About this task =
Start at the line in the entries below that contains "buffer[1] = CODE_DOUBLE_TAP;", stop at the line that contains "if buffer.len() < MAX_PACKET_SIZE", and output exactly the lines in that span, both ends included.

Collected data entries:
____________________
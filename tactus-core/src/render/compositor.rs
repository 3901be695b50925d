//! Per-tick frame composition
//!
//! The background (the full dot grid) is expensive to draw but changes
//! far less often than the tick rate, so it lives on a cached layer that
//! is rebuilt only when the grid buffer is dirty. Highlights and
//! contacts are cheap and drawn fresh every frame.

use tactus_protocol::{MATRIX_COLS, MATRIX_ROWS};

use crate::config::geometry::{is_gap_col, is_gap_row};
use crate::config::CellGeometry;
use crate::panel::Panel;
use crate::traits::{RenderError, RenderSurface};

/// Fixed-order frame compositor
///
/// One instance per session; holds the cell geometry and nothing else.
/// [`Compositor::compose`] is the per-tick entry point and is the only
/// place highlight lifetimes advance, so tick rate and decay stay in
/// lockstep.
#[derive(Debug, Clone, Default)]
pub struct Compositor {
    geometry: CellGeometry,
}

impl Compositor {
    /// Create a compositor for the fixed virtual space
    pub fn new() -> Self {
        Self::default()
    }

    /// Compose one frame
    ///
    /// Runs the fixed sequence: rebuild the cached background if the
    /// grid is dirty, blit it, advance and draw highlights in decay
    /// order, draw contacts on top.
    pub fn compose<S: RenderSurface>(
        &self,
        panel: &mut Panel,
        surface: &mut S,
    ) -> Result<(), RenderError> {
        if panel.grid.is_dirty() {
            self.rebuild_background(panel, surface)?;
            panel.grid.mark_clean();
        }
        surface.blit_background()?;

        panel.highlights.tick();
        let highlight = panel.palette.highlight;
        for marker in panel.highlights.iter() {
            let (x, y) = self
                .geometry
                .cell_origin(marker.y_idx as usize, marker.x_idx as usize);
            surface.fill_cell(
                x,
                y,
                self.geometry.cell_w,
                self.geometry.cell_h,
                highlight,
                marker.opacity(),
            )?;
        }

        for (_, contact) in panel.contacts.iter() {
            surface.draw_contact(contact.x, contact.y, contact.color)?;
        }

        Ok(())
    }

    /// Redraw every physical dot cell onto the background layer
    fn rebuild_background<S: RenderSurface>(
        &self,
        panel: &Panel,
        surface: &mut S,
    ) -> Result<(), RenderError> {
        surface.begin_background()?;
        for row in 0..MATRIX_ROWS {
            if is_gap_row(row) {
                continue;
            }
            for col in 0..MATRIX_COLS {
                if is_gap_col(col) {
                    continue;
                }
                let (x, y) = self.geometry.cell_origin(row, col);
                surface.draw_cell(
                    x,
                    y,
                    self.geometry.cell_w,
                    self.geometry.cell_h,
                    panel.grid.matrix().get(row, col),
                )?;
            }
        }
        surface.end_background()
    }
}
____________________
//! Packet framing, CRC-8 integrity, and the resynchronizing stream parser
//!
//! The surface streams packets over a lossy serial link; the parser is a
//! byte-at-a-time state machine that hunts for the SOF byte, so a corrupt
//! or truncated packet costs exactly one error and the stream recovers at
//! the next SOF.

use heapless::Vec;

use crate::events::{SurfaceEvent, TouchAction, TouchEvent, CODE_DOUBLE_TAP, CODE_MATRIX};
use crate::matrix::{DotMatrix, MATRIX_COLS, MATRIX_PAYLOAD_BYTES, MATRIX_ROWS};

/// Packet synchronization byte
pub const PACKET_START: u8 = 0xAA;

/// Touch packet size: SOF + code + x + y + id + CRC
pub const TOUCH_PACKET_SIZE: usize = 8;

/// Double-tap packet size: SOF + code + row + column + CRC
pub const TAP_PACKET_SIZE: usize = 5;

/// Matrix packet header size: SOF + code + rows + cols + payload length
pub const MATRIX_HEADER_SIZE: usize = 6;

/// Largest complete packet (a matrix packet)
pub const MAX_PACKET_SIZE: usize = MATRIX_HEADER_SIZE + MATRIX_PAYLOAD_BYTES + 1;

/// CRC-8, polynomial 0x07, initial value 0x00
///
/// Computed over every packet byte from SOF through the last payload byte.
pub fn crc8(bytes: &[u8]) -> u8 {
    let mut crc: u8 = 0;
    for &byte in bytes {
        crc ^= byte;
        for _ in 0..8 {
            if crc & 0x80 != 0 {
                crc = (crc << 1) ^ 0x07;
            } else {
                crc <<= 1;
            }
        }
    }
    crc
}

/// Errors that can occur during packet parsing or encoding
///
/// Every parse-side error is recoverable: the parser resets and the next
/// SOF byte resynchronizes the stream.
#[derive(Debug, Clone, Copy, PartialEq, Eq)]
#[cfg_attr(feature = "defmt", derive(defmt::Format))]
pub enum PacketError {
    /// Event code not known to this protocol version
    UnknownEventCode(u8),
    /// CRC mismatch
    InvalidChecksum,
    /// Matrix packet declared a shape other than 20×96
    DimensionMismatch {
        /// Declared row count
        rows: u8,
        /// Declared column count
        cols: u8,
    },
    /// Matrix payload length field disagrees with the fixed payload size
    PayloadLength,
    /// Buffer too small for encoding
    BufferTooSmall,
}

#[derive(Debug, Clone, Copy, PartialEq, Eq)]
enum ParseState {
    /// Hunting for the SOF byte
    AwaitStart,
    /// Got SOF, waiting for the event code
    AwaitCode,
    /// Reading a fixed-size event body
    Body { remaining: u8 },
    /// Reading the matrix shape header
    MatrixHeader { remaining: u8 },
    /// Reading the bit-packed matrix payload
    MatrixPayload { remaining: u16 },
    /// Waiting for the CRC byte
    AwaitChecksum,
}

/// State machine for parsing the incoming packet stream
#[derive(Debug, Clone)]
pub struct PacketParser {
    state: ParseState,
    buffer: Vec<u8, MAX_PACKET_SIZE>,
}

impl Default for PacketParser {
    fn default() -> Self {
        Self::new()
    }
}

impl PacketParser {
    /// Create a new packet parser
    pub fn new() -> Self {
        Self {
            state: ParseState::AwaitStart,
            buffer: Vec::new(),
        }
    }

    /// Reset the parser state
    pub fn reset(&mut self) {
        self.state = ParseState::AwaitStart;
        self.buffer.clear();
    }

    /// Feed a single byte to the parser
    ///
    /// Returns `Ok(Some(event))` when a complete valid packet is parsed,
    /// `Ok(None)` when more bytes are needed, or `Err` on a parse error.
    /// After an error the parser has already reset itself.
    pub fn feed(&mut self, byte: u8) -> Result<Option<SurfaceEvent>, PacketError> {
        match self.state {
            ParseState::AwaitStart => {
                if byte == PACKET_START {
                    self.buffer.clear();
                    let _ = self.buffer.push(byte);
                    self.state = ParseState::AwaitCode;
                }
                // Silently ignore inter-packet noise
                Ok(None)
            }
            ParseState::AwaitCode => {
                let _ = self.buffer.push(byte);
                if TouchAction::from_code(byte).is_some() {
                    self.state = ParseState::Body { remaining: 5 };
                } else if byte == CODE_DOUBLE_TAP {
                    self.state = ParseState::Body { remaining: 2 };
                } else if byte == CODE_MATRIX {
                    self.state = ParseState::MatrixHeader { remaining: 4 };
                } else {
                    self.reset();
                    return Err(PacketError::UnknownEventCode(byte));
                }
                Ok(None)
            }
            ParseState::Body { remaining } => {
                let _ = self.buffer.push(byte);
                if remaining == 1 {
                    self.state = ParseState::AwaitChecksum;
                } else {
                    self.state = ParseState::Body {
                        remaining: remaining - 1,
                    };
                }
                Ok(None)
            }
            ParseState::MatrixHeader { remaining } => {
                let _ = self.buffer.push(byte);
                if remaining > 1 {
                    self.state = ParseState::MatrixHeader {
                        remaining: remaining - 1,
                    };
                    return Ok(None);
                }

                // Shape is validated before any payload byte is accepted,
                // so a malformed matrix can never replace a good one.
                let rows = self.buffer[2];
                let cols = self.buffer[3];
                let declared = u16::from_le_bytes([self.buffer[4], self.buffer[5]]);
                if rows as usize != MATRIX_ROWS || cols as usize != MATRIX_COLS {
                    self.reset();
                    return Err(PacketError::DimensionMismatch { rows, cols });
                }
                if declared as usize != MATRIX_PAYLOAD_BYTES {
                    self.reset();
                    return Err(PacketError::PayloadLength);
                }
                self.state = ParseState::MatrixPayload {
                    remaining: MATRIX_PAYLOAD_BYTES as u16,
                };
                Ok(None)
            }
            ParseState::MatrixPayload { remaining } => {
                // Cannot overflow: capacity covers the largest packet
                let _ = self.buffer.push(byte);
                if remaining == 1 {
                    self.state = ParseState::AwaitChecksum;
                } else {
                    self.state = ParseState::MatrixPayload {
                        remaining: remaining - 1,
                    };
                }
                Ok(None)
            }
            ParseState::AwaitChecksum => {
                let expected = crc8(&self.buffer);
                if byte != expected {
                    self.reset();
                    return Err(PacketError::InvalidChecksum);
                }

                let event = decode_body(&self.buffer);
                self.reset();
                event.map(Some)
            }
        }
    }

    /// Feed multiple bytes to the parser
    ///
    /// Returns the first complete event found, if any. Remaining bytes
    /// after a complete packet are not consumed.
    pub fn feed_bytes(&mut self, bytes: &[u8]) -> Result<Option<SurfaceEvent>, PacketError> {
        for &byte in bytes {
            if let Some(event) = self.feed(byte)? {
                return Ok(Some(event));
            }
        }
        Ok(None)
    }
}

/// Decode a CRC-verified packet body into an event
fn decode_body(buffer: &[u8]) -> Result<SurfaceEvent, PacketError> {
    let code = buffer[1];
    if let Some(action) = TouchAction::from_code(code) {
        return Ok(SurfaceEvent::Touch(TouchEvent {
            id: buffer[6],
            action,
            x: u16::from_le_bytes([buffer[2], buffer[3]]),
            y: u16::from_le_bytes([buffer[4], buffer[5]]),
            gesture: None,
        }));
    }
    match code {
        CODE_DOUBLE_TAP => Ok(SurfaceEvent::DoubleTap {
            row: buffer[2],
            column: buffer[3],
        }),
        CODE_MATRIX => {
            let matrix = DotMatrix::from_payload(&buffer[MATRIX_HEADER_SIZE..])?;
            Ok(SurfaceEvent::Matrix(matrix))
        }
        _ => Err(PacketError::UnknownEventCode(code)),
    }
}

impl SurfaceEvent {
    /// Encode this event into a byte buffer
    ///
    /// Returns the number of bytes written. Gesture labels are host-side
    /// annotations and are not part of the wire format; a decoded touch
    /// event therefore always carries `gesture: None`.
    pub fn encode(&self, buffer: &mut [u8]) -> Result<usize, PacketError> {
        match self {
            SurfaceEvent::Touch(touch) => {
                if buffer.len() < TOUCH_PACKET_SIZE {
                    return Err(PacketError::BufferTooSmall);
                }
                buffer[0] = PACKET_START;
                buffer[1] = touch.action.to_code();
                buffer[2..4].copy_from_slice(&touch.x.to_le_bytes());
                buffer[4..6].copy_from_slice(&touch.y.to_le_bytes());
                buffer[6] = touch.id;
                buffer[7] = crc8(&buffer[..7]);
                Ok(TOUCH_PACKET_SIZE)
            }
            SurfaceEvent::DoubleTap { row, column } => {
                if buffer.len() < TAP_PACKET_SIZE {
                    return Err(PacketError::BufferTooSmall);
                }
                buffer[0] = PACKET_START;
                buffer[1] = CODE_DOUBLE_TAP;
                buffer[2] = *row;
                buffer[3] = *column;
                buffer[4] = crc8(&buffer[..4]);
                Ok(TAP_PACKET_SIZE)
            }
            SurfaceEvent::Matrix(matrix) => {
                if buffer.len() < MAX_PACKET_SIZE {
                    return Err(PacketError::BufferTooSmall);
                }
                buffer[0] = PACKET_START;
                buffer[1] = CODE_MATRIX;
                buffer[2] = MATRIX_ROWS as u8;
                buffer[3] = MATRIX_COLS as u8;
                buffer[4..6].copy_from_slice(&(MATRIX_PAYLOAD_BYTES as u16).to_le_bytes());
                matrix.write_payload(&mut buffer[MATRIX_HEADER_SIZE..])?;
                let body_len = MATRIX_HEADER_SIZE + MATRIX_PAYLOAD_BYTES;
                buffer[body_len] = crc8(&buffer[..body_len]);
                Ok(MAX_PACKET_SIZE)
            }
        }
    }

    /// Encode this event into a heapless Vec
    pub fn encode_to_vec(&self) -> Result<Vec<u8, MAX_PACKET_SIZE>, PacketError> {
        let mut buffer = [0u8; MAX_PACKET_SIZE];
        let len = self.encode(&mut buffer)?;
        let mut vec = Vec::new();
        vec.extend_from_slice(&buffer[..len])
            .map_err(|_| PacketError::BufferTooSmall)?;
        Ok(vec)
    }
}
____________________
Solution to the exercise =
                buffer[1] = CODE_DOUBLE_TAP;
                buffer[2] = *row;
                buffer[3] = *column;
                buffer[4] = crc8(&buffer[..4]);
                Ok(TAP_PACKET_SIZE)
            }
            SurfaceEvent::Matrix(matrix) => {
                if buffer.len() < MAX_PACKET_SIZE {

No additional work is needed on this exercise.